▽

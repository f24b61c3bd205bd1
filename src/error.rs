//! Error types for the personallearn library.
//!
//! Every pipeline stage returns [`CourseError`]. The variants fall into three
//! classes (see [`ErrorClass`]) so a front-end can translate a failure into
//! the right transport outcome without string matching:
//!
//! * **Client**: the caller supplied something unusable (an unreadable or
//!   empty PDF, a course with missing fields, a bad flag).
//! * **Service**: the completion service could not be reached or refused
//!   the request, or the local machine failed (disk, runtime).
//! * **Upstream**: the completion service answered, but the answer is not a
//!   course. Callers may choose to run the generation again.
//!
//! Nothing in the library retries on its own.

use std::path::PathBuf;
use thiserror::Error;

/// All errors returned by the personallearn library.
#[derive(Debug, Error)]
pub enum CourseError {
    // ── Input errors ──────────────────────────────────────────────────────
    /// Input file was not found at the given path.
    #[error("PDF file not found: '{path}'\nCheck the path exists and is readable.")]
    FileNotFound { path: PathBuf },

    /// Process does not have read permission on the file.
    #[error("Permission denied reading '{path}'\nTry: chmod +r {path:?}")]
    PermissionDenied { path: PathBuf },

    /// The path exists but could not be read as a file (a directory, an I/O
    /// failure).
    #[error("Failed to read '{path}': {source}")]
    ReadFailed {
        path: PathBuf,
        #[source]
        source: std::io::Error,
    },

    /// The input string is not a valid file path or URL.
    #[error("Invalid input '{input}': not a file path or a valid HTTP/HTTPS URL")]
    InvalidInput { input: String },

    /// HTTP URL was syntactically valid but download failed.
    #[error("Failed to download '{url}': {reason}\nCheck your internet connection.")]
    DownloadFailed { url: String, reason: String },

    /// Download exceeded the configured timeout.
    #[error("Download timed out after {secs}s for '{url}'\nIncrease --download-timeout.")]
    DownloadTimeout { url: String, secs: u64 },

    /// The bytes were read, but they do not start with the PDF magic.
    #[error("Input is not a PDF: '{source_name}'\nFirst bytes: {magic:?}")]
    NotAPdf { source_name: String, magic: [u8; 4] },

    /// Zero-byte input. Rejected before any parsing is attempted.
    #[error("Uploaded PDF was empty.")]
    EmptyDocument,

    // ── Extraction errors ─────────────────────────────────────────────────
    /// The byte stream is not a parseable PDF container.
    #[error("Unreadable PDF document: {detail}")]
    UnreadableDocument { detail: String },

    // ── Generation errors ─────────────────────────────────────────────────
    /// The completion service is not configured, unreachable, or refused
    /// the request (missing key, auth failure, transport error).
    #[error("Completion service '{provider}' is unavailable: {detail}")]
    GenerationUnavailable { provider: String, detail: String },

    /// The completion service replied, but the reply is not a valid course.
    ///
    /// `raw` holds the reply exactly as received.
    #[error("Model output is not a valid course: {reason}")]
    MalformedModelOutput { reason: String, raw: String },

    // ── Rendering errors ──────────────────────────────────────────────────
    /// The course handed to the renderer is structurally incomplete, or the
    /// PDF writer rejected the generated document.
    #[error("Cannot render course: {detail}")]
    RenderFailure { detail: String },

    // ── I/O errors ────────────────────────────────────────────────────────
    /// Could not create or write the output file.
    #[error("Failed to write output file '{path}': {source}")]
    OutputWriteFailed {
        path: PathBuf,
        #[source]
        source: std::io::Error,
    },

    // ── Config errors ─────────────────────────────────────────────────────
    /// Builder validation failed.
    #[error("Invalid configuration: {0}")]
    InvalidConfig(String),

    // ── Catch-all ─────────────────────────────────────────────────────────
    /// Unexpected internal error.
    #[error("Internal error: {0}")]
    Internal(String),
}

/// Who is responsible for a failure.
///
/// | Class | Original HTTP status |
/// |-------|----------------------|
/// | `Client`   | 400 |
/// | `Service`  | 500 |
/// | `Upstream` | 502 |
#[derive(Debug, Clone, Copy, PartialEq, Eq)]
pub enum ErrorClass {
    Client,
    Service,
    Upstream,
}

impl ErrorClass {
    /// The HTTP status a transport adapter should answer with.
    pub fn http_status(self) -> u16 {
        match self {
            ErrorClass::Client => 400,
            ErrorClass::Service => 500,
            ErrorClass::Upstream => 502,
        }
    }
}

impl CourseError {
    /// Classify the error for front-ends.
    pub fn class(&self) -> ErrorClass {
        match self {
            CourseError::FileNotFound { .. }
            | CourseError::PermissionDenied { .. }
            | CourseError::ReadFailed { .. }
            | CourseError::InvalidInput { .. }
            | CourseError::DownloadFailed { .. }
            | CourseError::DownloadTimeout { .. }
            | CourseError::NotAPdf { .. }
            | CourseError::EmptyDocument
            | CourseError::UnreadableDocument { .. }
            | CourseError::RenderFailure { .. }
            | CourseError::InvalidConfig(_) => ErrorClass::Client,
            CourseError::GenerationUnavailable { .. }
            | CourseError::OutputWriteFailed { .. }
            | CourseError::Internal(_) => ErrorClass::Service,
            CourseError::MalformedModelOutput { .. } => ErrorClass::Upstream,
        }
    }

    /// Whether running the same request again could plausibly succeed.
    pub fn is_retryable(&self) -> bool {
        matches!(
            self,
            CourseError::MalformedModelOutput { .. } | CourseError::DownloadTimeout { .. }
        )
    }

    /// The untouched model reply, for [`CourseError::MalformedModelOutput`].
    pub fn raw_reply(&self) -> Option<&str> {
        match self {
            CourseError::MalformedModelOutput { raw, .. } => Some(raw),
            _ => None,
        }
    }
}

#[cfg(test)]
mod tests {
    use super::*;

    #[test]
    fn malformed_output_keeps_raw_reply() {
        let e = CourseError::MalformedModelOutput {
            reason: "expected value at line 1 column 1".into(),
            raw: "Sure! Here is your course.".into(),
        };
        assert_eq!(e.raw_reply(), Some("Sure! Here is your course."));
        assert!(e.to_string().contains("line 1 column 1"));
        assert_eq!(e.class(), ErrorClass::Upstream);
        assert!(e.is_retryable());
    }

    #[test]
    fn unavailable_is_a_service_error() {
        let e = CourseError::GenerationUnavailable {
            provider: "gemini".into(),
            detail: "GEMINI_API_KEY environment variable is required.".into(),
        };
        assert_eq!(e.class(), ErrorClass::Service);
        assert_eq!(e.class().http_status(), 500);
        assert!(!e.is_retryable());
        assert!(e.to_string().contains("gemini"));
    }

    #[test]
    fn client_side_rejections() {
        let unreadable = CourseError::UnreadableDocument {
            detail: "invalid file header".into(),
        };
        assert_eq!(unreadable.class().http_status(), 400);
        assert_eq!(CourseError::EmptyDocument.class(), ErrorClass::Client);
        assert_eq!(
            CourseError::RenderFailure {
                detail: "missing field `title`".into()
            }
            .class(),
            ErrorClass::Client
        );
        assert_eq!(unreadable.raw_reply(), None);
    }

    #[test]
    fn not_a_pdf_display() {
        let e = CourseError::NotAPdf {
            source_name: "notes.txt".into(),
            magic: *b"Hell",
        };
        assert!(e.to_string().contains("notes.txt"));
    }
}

△

» **Task instructions**
What's wanted here is every record, retyped exactly as shown above.

» **Answer to the exercise**
repository f24b61c3bd205bd1
filename src/error.rs
//! Error types for the personallearn library.
//!
//! Every pipeline stage returns [`CourseError`]. The variants fall into three
//! classes (see [`ErrorClass`]) so a front-end can translate a failure into
//! the right transport outcome without string matching:
//!
//! * **Client**: the caller supplied something unusable (an unreadable or
//!   empty PDF, a course with missing fields, a bad flag).
//! * **Service**: the completion service could not be reached or refused
//!   the request, or the local machine failed (disk, runtime).
//! * **Upstream**: the completion service answered, but the answer is not a
//!   course. Callers may choose to run the generation again.
//!
//! Nothing in the library retries on its own.

use std::path::PathBuf;
use thiserror::Error;

/// All errors returned by the personallearn library.
#[derive(Debug, Error)]
pub enum CourseError {
    // ── Input errors ──────────────────────────────────────────────────────
    /// Input file was not found at the given path.
    #[error("PDF file not found: '{path}'\nCheck the path exists and is readable.")]
    FileNotFound { path: PathBuf },

    /// Process does not have read permission on the file.
    #[error("Permission denied reading '{path}'\nTry: chmod +r {path:?}")]
    PermissionDenied { path: PathBuf },

    /// The path exists but could not be read as a file (a directory, an I/O
    /// failure).
    #[error("Failed to read '{path}': {source}")]
    ReadFailed {
        path: PathBuf,
        #[source]
        source: std::io::Error,
    },

    /// The input string is not a valid file path or URL.
    #[error("Invalid input '{input}': not a file path or a valid HTTP/HTTPS URL")]
    InvalidInput { input: String },

    /// HTTP URL was syntactically valid but download failed.
    #[error("Failed to download '{url}': {reason}\nCheck your internet connection.")]
    DownloadFailed { url: String, reason: String },

    /// Download exceeded the configured timeout.
    #[error("Download timed out after {secs}s for '{url}'\nIncrease --download-timeout.")]
    DownloadTimeout { url: String, secs: u64 },

    /// The bytes were read, but they do not start with the PDF magic.
    #[error("Input is not a PDF: '{source_name}'\nFirst bytes: {magic:?}")]
    NotAPdf { source_name: String, magic: [u8; 4] },

    /// Zero-byte input. Rejected before any parsing is attempted.
    #[error("Uploaded PDF was empty.")]
    EmptyDocument,

    // ── Extraction errors ─────────────────────────────────────────────────
    /// The byte stream is not a parseable PDF container.
    #[error("Unreadable PDF document: {detail}")]
    UnreadableDocument { detail: String },

    // ── Generation errors ─────────────────────────────────────────────────
    /// The completion service is not configured, unreachable, or refused
    /// the request (missing key, auth failure, transport error).
    #[error("Completion service '{provider}' is unavailable: {detail}")]
    GenerationUnavailable { provider: String, detail: String },

    /// The completion service replied, but the reply is not a valid course.
    ///
    /// `raw` holds the reply exactly as received.
    #[error("Model output is not a valid course: {reason}")]
    MalformedModelOutput { reason: String, raw: String },

    // ── Rendering errors ──────────────────────────────────────────────────
    /// The course handed to the renderer is structurally incomplete, or the
    /// PDF writer rejected the generated document.
    #[error("Cannot render course: {detail}")]
    RenderFailure { detail: String },

    // ── I/O errors ────────────────────────────────────────────────────────
    /// Could not create or write the output file.
    #[error("Failed to write output file '{path}': {source}")]
    OutputWriteFailed {
        path: PathBuf,
        #[source]
        source: std::io::Error,
    },

    // ── Config errors ─────────────────────────────────────────────────────
    /// Builder validation failed.
    #[error("Invalid configuration: {0}")]
    InvalidConfig(String),

    // ── Catch-all ─────────────────────────────────────────────────────────
    /// Unexpected internal error.
    #[error("Internal error: {0}")]
    Internal(String),
}

/// Who is responsible for a failure.
///
/// | Class | Original HTTP status |
/// |-------|----------------------|
/// | `Client`   | 400 |
/// | `Service`  | 500 |
/// | `Upstream` | 502 |
#[derive(Debug, Clone, Copy, PartialEq, Eq)]
pub enum ErrorClass {
    Client,
    Service,
    Upstream,
}

impl ErrorClass {
    /// The HTTP status a transport adapter should answer with.
    pub fn http_status(self) -> u16 {
        match self {
            ErrorClass::Client => 400,
            ErrorClass::Service => 500,
            ErrorClass::Upstream => 502,
        }
    }
}

impl CourseError {
    /// Classify the error for front-ends.
    pub fn class(&self) -> ErrorClass {
        match self {
            CourseError::FileNotFound { .. }
            | CourseError::PermissionDenied { .. }
            | CourseError::ReadFailed { .. }
            | CourseError::InvalidInput { .. }
            | CourseError::DownloadFailed { .. }
            | CourseError::DownloadTimeout { .. }
            | CourseError::NotAPdf { .. }
            | CourseError::EmptyDocument
            | CourseError::UnreadableDocument { .. }
            | CourseError::RenderFailure { .. }
            | CourseError::InvalidConfig(_) => ErrorClass::Client,
            CourseError::GenerationUnavailable { .. }
            | CourseError::OutputWriteFailed { .. }
            | CourseError::Internal(_) => ErrorClass::Service,
            CourseError::MalformedModelOutput { .. } => ErrorClass::Upstream,
        }
    }

    /// Whether running the same request again could plausibly succeed.
    pub fn is_retryable(&self) -> bool {
        matches!(
            self,
            CourseError::MalformedModelOutput { .. } | CourseError::DownloadTimeout { .. }
        )
    }

    /// The untouched model reply, for [`CourseError::MalformedModelOutput`].
    pub fn raw_reply(&self) -> Option<&str> {
        match self {
            CourseError::MalformedModelOutput { raw, .. } => Some(raw),
            _ => None,
        }
    }
}

#[cfg(test)]
mod tests {
    use super::*;

    #[test]
    fn malformed_output_keeps_raw_reply() {
        let e = CourseError::MalformedModelOutput {
            reason: "expected value at line 1 column 1".into(),
            raw: "Sure! Here is your course.".into(),
        };
        assert_eq!(e.raw_reply(), Some("Sure! Here is your course."));
        assert!(e.to_string().contains("line 1 column 1"));
        assert_eq!(e.class(), ErrorClass::Upstream);
        assert!(e.is_retryable());
    }

    #[test]
    fn unavailable_is_a_service_error() {
        let e = CourseError::GenerationUnavailable {
            provider: "gemini".into(),
            detail: "GEMINI_API_KEY environment variable is required.".into(),
        };
        assert_eq!(e.class(), ErrorClass::Service);
        assert_eq!(e.class().http_status(), 500);
        assert!(!e.is_retryable());
        assert!(e.to_string().contains("gemini"));
    }

    #[test]
    fn client_side_rejections() {
        let unreadable = CourseError::UnreadableDocument {
            detail: "invalid file header".into(),
        };
        assert_eq!(unreadable.class().http_status(), 400);
        assert_eq!(CourseError::EmptyDocument.class(), ErrorClass::Client);
        assert_eq!(
            CourseError::RenderFailure {
                detail: "missing field `title`".into()
            }
            .class(),
            ErrorClass::Client
        );
        assert_eq!(unreadable.raw_reply(), None);
    }

    #[test]
    fn not_a_pdf_display() {
        let e = CourseError::NotAPdf {
            source_name: "notes.txt".into(),
            magic: *b"Hell",
        };
        assert!(e.to_string().contains("notes.txt"));
    }
}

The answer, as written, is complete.